Finalmente, otros dos soldados afirman haber participado en la detención de la pareja y en su conducción hasta la base militar de Madre Mía. Narran con lujo de detalles toda la operación y corroboran todo lo anterior. Sin embargo, meses después, de manera misteriosa, se retractan, niegan lo dicho y sostienen que fueron amenazados para sindicar al procesado. ¿Se puede considerar como pruebas sus declaraciones contradictorias? Por supuesto, es deber del fiscal indagar por qué y en qué circunstancias se produce la retractación. No sólo eso, tendría que valorar como elemento para su acusación la versión más coherente con todo el conjunto de pruebas e indicios que se hayan podido actuar.

El fiscal a cargo de este caso consideró que nada de lo señalado es válido para acusar a Ollanta Humala Tasso. Seguramente, considera que el caso debe archivarse porque los soldados se retractaron, porque hay testigos que dicen lo contrario a lo afirmado por los familiares y los testigos de cargo, o que hay versiones contradictorias. Pero en un proceso penal hay dos posiciones en pugna.  El momento y oportunidad para definir quién miente y quién tiene la razón es el juicio oral.  El debate y contradictorio públicos.  Con el criterio de que las pruebas encontradas, las versiones contradictorias y las retractaciones justifican desestimar una acusación, tendríamos que archivar todos los casos penales. 

La CVR sostuvo de manera contundente y cruda una realidad dolorosa: el Ministerio Público claudicó de sus funciones durante el conflicto armado interno.  Fue insensible a las denuncias y reclamos de justicia de parte de los familiares de las víctimas. Indigna y causa profunda desazón ver cómo, todavía hoy, encontramos que se claudica a la posibilidad de debatir en juicio oral la determinación de la responsabilidad penal por la desaparición forzada de esta pareja de convivientes. 

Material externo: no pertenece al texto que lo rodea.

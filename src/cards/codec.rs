//! Canonical text representation of cards.
//!
//! This is the wire format used by multiplayer sessions to describe which
//! cards are held or played. Three forms exist, dispatched by inspecting the
//! input:
//!
//! 1. `@Name=3+5` — a skill card with its subcard ids;
//! 2. `Name[suit:number]=3+5` — a virtual composite card;
//! 3. `17` — a physical catalog card by id.
//!
//! Rendering lives on [`Card`]'s `Display` impl; parsing needs the registry
//! to resolve type names and therefore goes through
//! [`Engine::parse_card`](crate::engine::Engine::parse_card). Parsing is the
//! single place where failures are expected: malformed text and unknown
//! names come back as typed [`CoreError`] values, never panics.

use std::borrow::Cow;
use std::fmt;

use super::card::{Card, Suit};
use crate::engine::Engine;
use crate::error::CoreError;

/// Render a card number as its wire token.
///
/// `1` is `A`, `11`/`12`/`13` are `J`/`Q`/`K`, `0` is the no-number marker
/// `-`, everything else is decimal.
#[must_use]
pub fn number_token(number: u8) -> String {
    match number {
        0 => "-".to_owned(),
        1 => "A".to_owned(),
        11 => "J".to_owned(),
        12 => "Q".to_owned(),
        13 => "K".to_owned(),
        n => n.to_string(),
    }
}

/// Map a wire number token back to a card number.
///
/// Tokens that are neither a face letter nor a decimal integer map to `0`.
#[must_use]
pub fn number_from_token(token: &str) -> u8 {
    match token {
        "A" => 1,
        "J" => 11,
        "Q" => 12,
        "K" => 13,
        _ => token.parse().unwrap_or(0),
    }
}

impl Card {
    /// The wire token of this card's number.
    #[must_use]
    pub fn number_token(&self) -> String {
        number_token(self.number())
    }

    /// Subcard ids joined by `+`.
    #[must_use]
    pub fn subcard_string(&self) -> String {
        let ids: Vec<String> = self.subcards().iter().map(i32::to_string).collect();
        ids.join("+")
    }
}

impl fmt::Display for Card {
    fn fmt(&self, f: &mut fmt::Formatter<'_>) -> fmt::Result {
        if !self.is_virtual() {
            write!(f, "{}", self.id())
        } else if self.is_skill_card() {
            write!(f, "@{}={}", self.name(), self.subcard_string())
        } else {
            write!(
                f,
                "{}[{}:{}]={}",
                self.name(),
                self.suit().token(),
                self.number_token(),
                self.subcard_string()
            )
        }
    }
}

/// Parse a card token against the engine's registry.
///
/// Physical cards come back as `Cow::Borrowed` of the catalog instance;
/// virtual and skill cards are freshly built.
pub(crate) fn parse_card<'a>(engine: &'a Engine, text: &str) -> Result<Cow<'a, Card>, CoreError> {
    if let Some(rest) = text.strip_prefix('@') {
        // Skill-card form: @Name=3+5
        let (name, subcards) = rest
            .split_once('=')
            .ok_or_else(|| CoreError::Parse(text.to_owned()))?;
        let mut card = engine.new_skill_card(name)?;
        attach_subcards(&mut card, subcards, text)?;
        Ok(Cow::Owned(card))
    } else if let Some((head, subcards)) = text.split_once('=') {
        // Virtual form: Name[suit:number]=3+5
        let (name, suit, number) = split_virtual_head(head, text)?;
        let mut card = engine.new_card(name, suit, number)?;
        attach_subcards(&mut card, subcards, text)?;
        Ok(Cow::Owned(card))
    } else {
        // Physical form: a bare decimal id.
        let id: i32 = text
            .parse()
            .map_err(|_| CoreError::Parse(text.to_owned()))?;
        Ok(Cow::Borrowed(engine.card(id)?))
    }
}

fn split_virtual_head<'t>(head: &'t str, text: &str) -> Result<(&'t str, Suit, u8), CoreError> {
    let malformed = || CoreError::Parse(text.to_owned());

    let (name, bracketed) = head.split_once('[').ok_or_else(malformed)?;
    let body = bracketed.strip_suffix(']').ok_or_else(malformed)?;
    let (suit_token, num_token) = body.split_once(':').ok_or_else(malformed)?;

    Ok((name, Suit::from_token(suit_token), number_from_token(num_token)))
}

fn attach_subcards(card: &mut Card, list: &str, text: &str) -> Result<(), CoreError> {
    if list.is_empty() {
        return Ok(());
    }
    for token in list.split('+') {
        let id: i32 = token
            .parse()
            .map_err(|_| CoreError::Parse(text.to_owned()))?;
        // Negative ids are dropped (with a warning) rather than stored.
        card.add_subcard(id);
    }
    Ok(())
}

Los familiares de las víctimas tienen derecho a que se debatan las pruebas en un juicio oral y público, tienen derecho a saber por qué los testigos variaron su versión, por qué afirmaron en un primer momento la responsabilidad de Ollanta Humala y luego cambiaron radicalmente. Es inaudito que se archive el caso.  Pero eran pobres y vivían en una zona rural. Y hoy siguen siendo pobres. ¿Es más cómodo así?